Date: 2016-05-19 07:03 pm (UTC)
nocturnus33: (Default)
From: [personal profile] nocturnus33
Gas marks has the "let's guess" conversion. It is a risky approach; the thing is that we have always bake like that so it is no bother at all. Cakes could be done at X° Celsius or at a "moderate" during 45 minutes. I also have an old fashion stove that need to be heat by wood. I burn everything I try to bake there, but my husband can bake and cook pretty well there.

Date: 2016-05-19 01:15 pm (UTC)
From: [identity profile] iulia_linnea.livejournal.com
I'm definitely trying this recipe!

Date: 2016-05-19 01:37 pm (UTC)
From: [identity profile] stgulik.livejournal.com
It looks delicious!

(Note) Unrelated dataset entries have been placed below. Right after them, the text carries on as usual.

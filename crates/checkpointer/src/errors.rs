use arbor_db_types::DbError;
use thiserror::Error;

pub type CheckpointResult<T> = Result<T, CheckpointError>;

#[derive(Debug, Error)]
pub enum CheckpointError {
    /// A newer checkpoint was queued before this one was written.
    #[error("replaced by newer checkpoint")]
    ReplacedByNewer,

    #[error("cannot restore because no checkpoint exists")]
    NoCheckpoint,

    #[error("cannot restore because no matching checkpoint exists")]
    NoMatchingCheckpoint,

    #[error("db: {0}")]
    Db(#[from] DbError),

    /// The chain oracle failed to resolve a height.
    #[error("chain oracle: {0}")]
    Oracle(anyhow::Error),

    #[error("codec: {0}")]
    Codec(String),

    /// The write daemon went away without answering.
    #[error("checkpoint writer exited")]
    WriterExited,
}
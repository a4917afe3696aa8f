use std::{
    fs,
    path::{Path, PathBuf},
    time::Duration,
};

use anyhow::Context;
use arbor_common::logging::{format_service_name, FileLoggingConfig, LogFormat, LoggerConfig};
use arbor_primitives::ChainParams;
use serde::{Deserialize, Serialize};

/// Default value for `datadir` in [`Config`].
const DEFAULT_DATADIR: &str = "arbor-data";

/// Default depth below the newest checkpoint that is kept around for reorgs.
const DEFAULT_MAX_REORG_HEIGHT: u64 = 100;

const DEFAULT_WRITE_INTERVAL_BLOCKS: u64 = 2;

const DEFAULT_CLEANUP_INTERVAL_BLOCKS: u64 = 25;

/// Default wall-clock duration of one parent-chain block, in ms.
const DEFAULT_BLOCK_TIME_MS: u64 = 13_000;

/// Default DB retry count.
const DEFAULT_DB_RETRY_COUNT: u16 = 3;

/// Default DB retry delay in ms.
const DEFAULT_DB_RETRY_DELAY: u64 = 150;

fn default_datadir() -> PathBuf {
    DEFAULT_DATADIR.into()
}

fn default_max_reorg_height() -> u64 {
    DEFAULT_MAX_REORG_HEIGHT
}

fn default_write_interval_blocks() -> u64 {
    DEFAULT_WRITE_INTERVAL_BLOCKS
}

fn default_cleanup_interval_blocks() -> u64 {
    DEFAULT_CLEANUP_INTERVAL_BLOCKS
}

fn default_block_time_ms() -> u64 {
    DEFAULT_BLOCK_TIME_MS
}

fn default_db_retry_count() -> u16 {
    DEFAULT_DB_RETRY_COUNT
}

fn default_db_retry_delay() -> u64 {
    DEFAULT_DB_RETRY_DELAY
}

/// Checkpointer timing and retention.
#[derive(Debug, Clone, Eq, PartialEq, Serialize, Deserialize)]
pub struct CheckpointConfig {
    /// Checkpoints more than this many blocks below the newest one are garbage collected,
    /// except the most recent of them.
    #[serde(default = "default_max_reorg_height")]
    pub max_reorg_height: u64,

    #[serde(default = "default_write_interval_blocks")]
    pub write_interval_blocks: u64,

    #[serde(default = "default_cleanup_interval_blocks")]
    pub cleanup_interval_blocks: u64,

    #[serde(default = "default_block_time_ms")]
    pub block_time_ms: u64,

    /// Delete any existing checkpoint database on startup. Meant for testing.
    #[serde(default)]
    pub force_fresh_start: bool,
}

impl CheckpointConfig {
    pub fn write_interval(&self) -> Duration {
        Duration::from_millis(self.write_interval_blocks.saturating_mul(self.block_time_ms))
    }

    pub fn cleanup_interval(&self) -> Duration {
        Duration::from_millis(
            self.cleanup_interval_blocks
                .saturating_mul(self.block_time_ms),
        )
    }
}

impl Default for CheckpointConfig {
    fn default() -> Self {
        Self {
            max_reorg_height: DEFAULT_MAX_REORG_HEIGHT,
            write_interval_blocks: DEFAULT_WRITE_INTERVAL_BLOCKS,
            cleanup_interval_blocks: DEFAULT_CLEANUP_INTERVAL_BLOCKS,
            block_time_ms: DEFAULT_BLOCK_TIME_MS,
            force_fresh_start: false,
        }
    }
}

#[derive(Debug, Clone, Eq, PartialEq, Serialize, Deserialize)]
pub struct DbConfig {
    /// For optimistic transactions, how many times to retry if a write fails.
    #[serde(default = "default_db_retry_count")]
    pub retry_count: u16,

    /// Db retry delay in ms.
    #[serde(default = "default_db_retry_delay")]
    pub retry_delay_ms: u64,
}

impl Default for DbConfig {
    fn default() -> Self {
        Self {
            retry_count: DEFAULT_DB_RETRY_COUNT,
            retry_delay_ms: DEFAULT_DB_RETRY_DELAY,
        }
    }
}

/// Logging configuration
#[derive(Debug, Clone, Default, Eq, PartialEq, Serialize, Deserialize)]
pub struct LoggingConfig {
    /// Service label to append to the service name (e.g., "prod", "dev").
    #[serde(skip_serializing_if = "Option::is_none")]
    pub service_label: Option<String>,

    /// Directory path for file-based logging.
    #[serde(skip_serializing_if = "Option::is_none")]
    pub log_dir: Option<PathBuf>,

    /// Prefix for log file names.
    #[serde(skip_serializing_if = "Option::is_none")]
    pub log_file_prefix: Option<String>,

    /// Use JSON format for logs instead of compact format.
    #[serde(skip_serializing_if = "Option::is_none")]
    pub json_format: Option<bool>,
}

impl LoggingConfig {
    /// Builds the logger config for a service, labelled if a label is configured.
    pub fn to_logger_config(&self, base_name: &str) -> LoggerConfig {
        let name = format_service_name(base_name, self.service_label.as_deref());
        let format = LogFormat::from_json_flag(self.json_format.unwrap_or(false));
        let mut config = LoggerConfig::new(name).with_stdout_format(format);

        if let Some(dir) = &self.log_dir {
            let prefix = self
                .log_file_prefix
                .clone()
                .unwrap_or_else(|| base_name.to_owned());
            config = config
                .with_file_logging(FileLoggingConfig::new(dir.clone(), prefix).with_format(format));
        }
        config
    }
}

#[derive(Debug, Clone, Serialize, Deserialize)]
pub struct Config {
    /// The data directory where database contents reside.
    #[serde(default = "default_datadir")]
    pub datadir: PathBuf,

    pub chain: ChainParams,

    #[serde(default)]
    pub checkpoint: CheckpointConfig,

    #[serde(default)]
    pub db: DbConfig,

    /// Logging configuration (optional section in TOML).
    #[serde(default)]
    pub logging: LoggingConfig,
}

impl Config {
    pub fn from_toml_str(s: &str) -> anyhow::Result<Self> {
        toml::from_str(s).context("parsing config")
    }

    pub fn load(path: &Path) -> anyhow::Result<Self> {
        let raw = fs::read_to_string(path)
            .with_context(|| format!("reading config file {}", path.display()))?;
        Self::from_toml_str(&raw)
    }
}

I can't wait to try it.

Date: 2016-05-19 02:38 pm (UTC)
From: [identity profile] feathersindigo.livejournal.com
Good old Commonsense Cookery books :)

Date: 2016-05-19 03:40 pm (UTC)
From: [identity profile] feodora.livejournal.com
What a nice story.

We have "Dr Oethkers Kochbuch" (Cookbook) over 4 generations as well. My great-grandmother my grandmother my mother and even my sister has one. Always the "newest" of their times.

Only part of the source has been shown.